Task prompt => Go through the following data and transcribe exactly the stretch of lines from the one holding "return Err(error);" to the one holding "use super::*;", both included.

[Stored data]
━━━━━━━━━━━━━━━━━━━━━━━━━━━━━━
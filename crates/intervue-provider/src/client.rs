// SPDX-FileCopyrightText: 2026 Intervue Contributors
// SPDX-License-Identifier: MIT OR Apache-2.0

//! HTTP client for OpenAI-compatible chat-completions endpoints.
//!
//! Provides [`ChatClient`] which handles authentication, request timeouts,
//! and bounded retry with exponential backoff on transient failures.

use std::time::Duration;

use intervue_core::IntervueError;
use reqwest::header::{AUTHORIZATION, CONTENT_TYPE, HeaderMap, HeaderValue};
use tracing::{debug, warn};

use crate::types::{ApiErrorResponse, ChatRequest, ChatResponse};

/// Timeout and retry settings for a [`ChatClient`].
#[derive(Debug, Clone, Copy)]
pub struct RetryPolicy {
    pub timeout: Duration,
    /// Extra attempts after the first.
    pub max_retries: u32,
    pub initial_backoff: Duration,
}

impl Default for RetryPolicy {
    fn default() -> Self {
        Self {
            timeout: Duration::from_secs(120),
            max_retries: 1,
            initial_backoff: Duration::from_secs(1),
        }
    }
}

impl RetryPolicy {
    /// Delay before retry number `attempt` (1-based): initial, 2x, 4x, ...
    pub fn backoff(&self, attempt: u32) -> Duration {
        self.initial_backoff
            .saturating_mul(2u32.saturating_pow(attempt.saturating_sub(1)))
    }
}

/// Chat-completions client bound to one base URL and credential.
#[derive(Debug, Clone)]
pub struct ChatClient {
    client: reqwest::Client,
    endpoint: String,
    policy: RetryPolicy,
}

impl ChatClient {
    /// `base_url` is the API root (e.g. `https://api.openai.com/v1/`).
    pub fn new(base_url: &str, api_key: &str, policy: RetryPolicy) -> Result<Self, IntervueError> {
        let mut headers = HeaderMap::new();
        headers.insert(
            AUTHORIZATION,
            HeaderValue::from_str(&format!("Bearer {api_key}")).map_err(|e| {
                IntervueError::Config(format!("invalid API key header value: {e}"))
            })?,
        );
        headers.insert(CONTENT_TYPE, HeaderValue::from_static("application/json"));

        let client = reqwest::Client::builder()
            .default_headers(headers)
            .timeout(policy.timeout)
            .build()
            .map_err(|e| IntervueError::Provider {
                message: format!("failed to build HTTP client: {e}"),
                source: Some(Box::new(e)),
            })?;

        Ok(Self {
            client,
            endpoint: format!("{}/chat/completions", base_url.trim_end_matches('/')),
            policy,
        })
    }

    /// `GET {base}/models`, used as a cheap reachability probe.
    pub async fn probe(&self) -> Result<reqwest::StatusCode, reqwest::Error> {
        let url = self.endpoint.replace("/chat/completions", "/models");
        Ok(self.client.get(url).send().await?.status())
    }

    /// Sends a completion request, retrying transient failures.
    pub async fn complete(&self, request: &ChatRequest) -> Result<ChatResponse, IntervueError> {
        let mut last_error = None;

        for attempt in 0..=self.policy.max_retries {
            if attempt > 0 {
                let delay = self.policy.backoff(attempt);
                warn!(attempt, delay_ms = delay.as_millis() as u64, "retrying chat completion");
                tokio::time::sleep(delay).await;
            }

            let response = match self.client.post(&self.endpoint).json(request).send().await {
                Ok(response) => response,
                Err(e) if is_transient_transport(&e) => {
                    warn!(error = %e, attempt, "transport error");
                    last_error = Some(self.transport_error("HTTP request failed", e));
                    continue;
                }
                Err(e) => return Err(self.transport_error("HTTP request failed", e)),
            };

            let status = response.status();
            debug!(status = %status, attempt, endpoint = %self.endpoint, "completion response received");

            if status.is_success() {
                let body = match response.text().await {
                    Ok(body) => body,
                    Err(e) if e.is_timeout() => {
                        warn!(error = %e, attempt, "timed out reading completion body");
                        last_error = Some(self.transport_error("failed to read response body", e));
                        continue;
                    }
                    Err(e) => return Err(self.transport_error("failed to read response body", e)),
                };
                return serde_json::from_str(&body).map_err(|e| IntervueError::Provider {
                    message: format!("failed to parse chat completion: {e}"),
                    source: Some(Box::new(e)),
                });
            }

            let body = response.text().await.unwrap_or_default();
            let error = IntervueError::provider(describe_failure(status, &body));

            if is_transient_status(status) {
                warn!(status = %status, "transient provider error");
                last_error = Some(error);
                continue;
            }

            return Err(error);
        }

        Err(last_error.unwrap_or_else(|| {
            IntervueError::provider("chat completion failed after retries")
        }))
    }

    /// Timeouts keep their own variant wherever in the exchange they happen.
    fn transport_error(&self, context: &str, error: reqwest::Error) -> IntervueError {
        if error.is_timeout() {
            IntervueError::Timeout {
                duration: self.policy.timeout,
            }
        } else {
            IntervueError::Provider {
                message: format!("{context}: {error}"),
                source: Some(Box::new(error)),
            }
        }
    }
}

fn describe_failure(status: reqwest::StatusCode, body: &str) -> String {
    match serde_json::from_str::<ApiErrorResponse>(body) {
        Ok(api_err) => format!(
            "API error {status} ({}): {}",
            api_err.error.type_.as_deref().unwrap_or("unknown"),
            api_err.error.message
        ),
        Err(_) => format!("API returned {status}: {body}"),
    }
}

/// HTTP statuses worth retrying.
fn is_transient_status(status: reqwest::StatusCode) -> bool {
    matches!(status.as_u16(), 429 | 500 | 502 | 503 | 529)
}

fn is_transient_transport(error: &reqwest::Error) -> bool {
    error.is_timeout() || error.is_connect()
}

#[cfg(test)]
mod tests {
    use super::*;
    use wiremock::matchers::{body_json, header, method, path};
    use wiremock::{Mock, MockServer, ResponseTemplate};

    fn fast_policy(max_retries: u32) -> RetryPolicy {
        RetryPolicy {
            timeout: Duration::from_secs(5),
            max_retries,
            initial_backoff: Duration::from_millis(10),
        }
    }

    fn test_client(base_url: &str, max_retries: u32) -> ChatClient {
        ChatClient::new(&format!("{base_url}/v1/"), "test-api-key", fast_policy(max_retries))
            .unwrap()
    }

    fn success_body(content: &str) -> serde_json::Value {
        serde_json::json!({
            "id": "chatcmpl-test",
            "object": "chat.completion",
            "model": "gpt-4o-mini",
            "choices": [{
                "index": 0,
                "message": {"role": "assistant", "content": content},
                "finish_reason": "stop"
            }],
            "usage": {"prompt_tokens": 12, "completion_tokens": 5, "total_tokens": 17}
        })
    }

    #[test]
    fn backoff_doubles() {
        let policy = RetryPolicy {
            initial_backoff: Duration::from_millis(100),
            ..RetryPolicy::default()
        };
        assert_eq!(policy.backoff(1), Duration::from_millis(100));
        assert_eq!(policy.backoff(2), Duration::from_millis(200));
        assert_eq!(policy.backoff(3), Duration::from_millis(400));
    }

    #[tokio::test]
    async fn complete_success_sends_single_user_message() {
        let server = MockServer::start().await;

        Mock::given(method("POST"))
            .and(path("/v1/chat/completions"))
            .and(header("authorization", "Bearer test-api-key"))
            .and(body_json(serde_json::json!({
                "model": "gpt-4o-mini",
                "messages": [{"role": "user", "content": "Hello"}]
            })))
            .respond_with(ResponseTemplate::new(200).set_body_json(success_body("Hi there!")))
            .expect(1)
            .mount(&server)
            .await;

        let client = test_client(&server.uri(), 1);
        let result = client
            .complete(&ChatRequest::single_user("gpt-4o-mini", "Hello"))
            .await
            .unwrap();

        assert_eq!(result.choices[0].message.content.as_deref(), Some("Hi there!"));
        assert_eq!(result.usage.unwrap().total_tokens, Some(17));
    }

    #[tokio::test]
    async fn complete_retries_on_429() {
        let server = MockServer::start().await;

        Mock::given(method("POST"))
            .and(path("/v1/chat/completions"))
            .respond_with(ResponseTemplate::new(429).set_body_json(serde_json::json!({
                "error": {"type": "rate_limit_error", "message": "Rate limited"}
            })))
            .up_to_n_times(1)
            .mount(&server)
            .await;

        Mock::given(method("POST"))
            .and(path("/v1/chat/completions"))
            .respond_with(ResponseTemplate::new(200).set_body_json(success_body("After retry")))
            .mount(&server)
            .await;

        let client = test_client(&server.uri(), 1);
        let result = client
            .complete(&ChatRequest::single_user("gpt-4o-mini", "Hello"))
            .await
            .unwrap();
        assert_eq!(
            result.choices[0].message.content.as_deref(),
            Some("After retry")
        );
    }

    #[tokio::test]
    async fn complete_fails_fast_on_400() {
        let server = MockServer::start().await;

        Mock::given(method("POST"))
            .respond_with(ResponseTemplate::new(400).set_body_json(serde_json::json!({
                "error": {"type": "invalid_request_error", "message": "Bad model"}
            })))
            .expect(1)
            .mount(&server)
            .await;

        let client = test_client(&server.uri(), 3);
        let err = client
            .complete(&ChatRequest::single_user("nope", "Hello"))
            .await
            .unwrap_err()
            .to_string();
        assert!(err.contains("invalid_request_error"), "got: {err}");
    }

    #[tokio::test]
    async fn complete_exhausts_retries_on_503() {
        let server = MockServer::start().await;

        Mock::given(method("POST"))
            .respond_with(ResponseTemplate::new(503).set_body_json(serde_json::json!({
                "error": {"type": "overloaded_error", "message": "Service overloaded"}
            })))
            .expect(3)
            .mount(&server)
            .await;

        let client = test_client(&server.uri(), 2);
        let err = client
            .complete(&ChatRequest::single_user("gpt-4o", "Hello"))
            .await
            .unwrap_err()
            .to_string();
        assert!(err.contains("overloaded_error"), "got: {err}");
    }

    #[tokio::test]
    async fn malformed_body_is_provider_error() {
        let server = MockServer::start().await;

        Mock::given(method("POST"))
            .respond_with(ResponseTemplate::new(200).set_body_string("not json"))
            .mount(&server)
            .await;

        let client = test_client(&server.uri(), 0);
        let err = client
            .complete(&ChatRequest::single_user("gpt-4o", "Hello"))
            .await
            .unwrap_err();
        assert!(matches!(err, IntervueError::Provider { .. }));
    }

    #[tokio::test]
    async fn slow_provider_times_out() {
        let server = MockServer::start().await;

        Mock::given(method("POST"))
            .respond_with(
                ResponseTemplate::new(200)
                    .set_body_json(success_body("late"))
                    .set_delay(Duration::from_millis(500)),
            )
            .mount(&server)
            .await;

        let client = ChatClient::new(
            &server.uri(),
            "k",
            RetryPolicy {
                timeout: Duration::from_millis(50),
                max_retries: 0,
                initial_backoff: Duration::from_millis(1),
            },
        )
        .unwrap();
        let err = client
            .complete(&ChatRequest::single_user("gpt-4o", "Hello"))
            .await
            .unwrap_err();
        assert!(matches!(err, IntervueError::Timeout { .. }), "got: {err:?}");
    }

    #[tokio::test]
    async fn timeouts_map_to_timeout_variant() {
        let server = MockServer::start().await;
        Mock::given(method("GET"))
            .respond_with(ResponseTemplate::new(200).set_delay(Duration::from_millis(500)))
            .mount(&server)
            .await;

        let client = ChatClient::new(
            &server.uri(),
            "k",
            RetryPolicy {
                timeout: Duration::from_millis(50),
                max_retries: 0,
                initial_backoff: Duration::from_millis(1),
            },
        )
        .unwrap();
        let timed_out = client.client.get(server.uri()).send().await.unwrap_err();
        assert!(timed_out.is_timeout());

        let err = client.transport_error("failed to read response body", timed_out);
        assert!(
            matches!(err, IntervueError::Timeout { duration } if duration == Duration::from_millis(50))
        );
    }
}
━━━━━━━━━━━━━━━━━━━━━━━━━━━━━━
Response area =>
            return Err(error);
        }

        Err(last_error.unwrap_or_else(|| {
            IntervueError::provider("chat completion failed after retries")
        }))
    }

    /// Timeouts keep their own variant wherever in the exchange they happen.
    fn transport_error(&self, context: &str, error: reqwest::Error) -> IntervueError {
        if error.is_timeout() {
            IntervueError::Timeout {
                duration: self.policy.timeout,
            }
        } else {
            IntervueError::Provider {
                message: format!("{context}: {error}"),
                source: Some(Box::new(error)),
            }
        }
    }
}

fn describe_failure(status: reqwest::StatusCode, body: &str) -> String {
    match serde_json::from_str::<ApiErrorResponse>(body) {
        Ok(api_err) => format!(
            "API error {status} ({}): {}",
            api_err.error.type_.as_deref().unwrap_or("unknown"),
            api_err.error.message
        ),
        Err(_) => format!("API returned {status}: {body}"),
    }
}

/// HTTP statuses worth retrying.
fn is_transient_status(status: reqwest::StatusCode) -> bool {
    matches!(status.as_u16(), 429 | 500 | 502 | 503 | 529)
}

fn is_transient_transport(error: &reqwest::Error) -> bool {
    error.is_timeout() || error.is_connect()
}

#[cfg(test)]
mod tests {
    use super::*;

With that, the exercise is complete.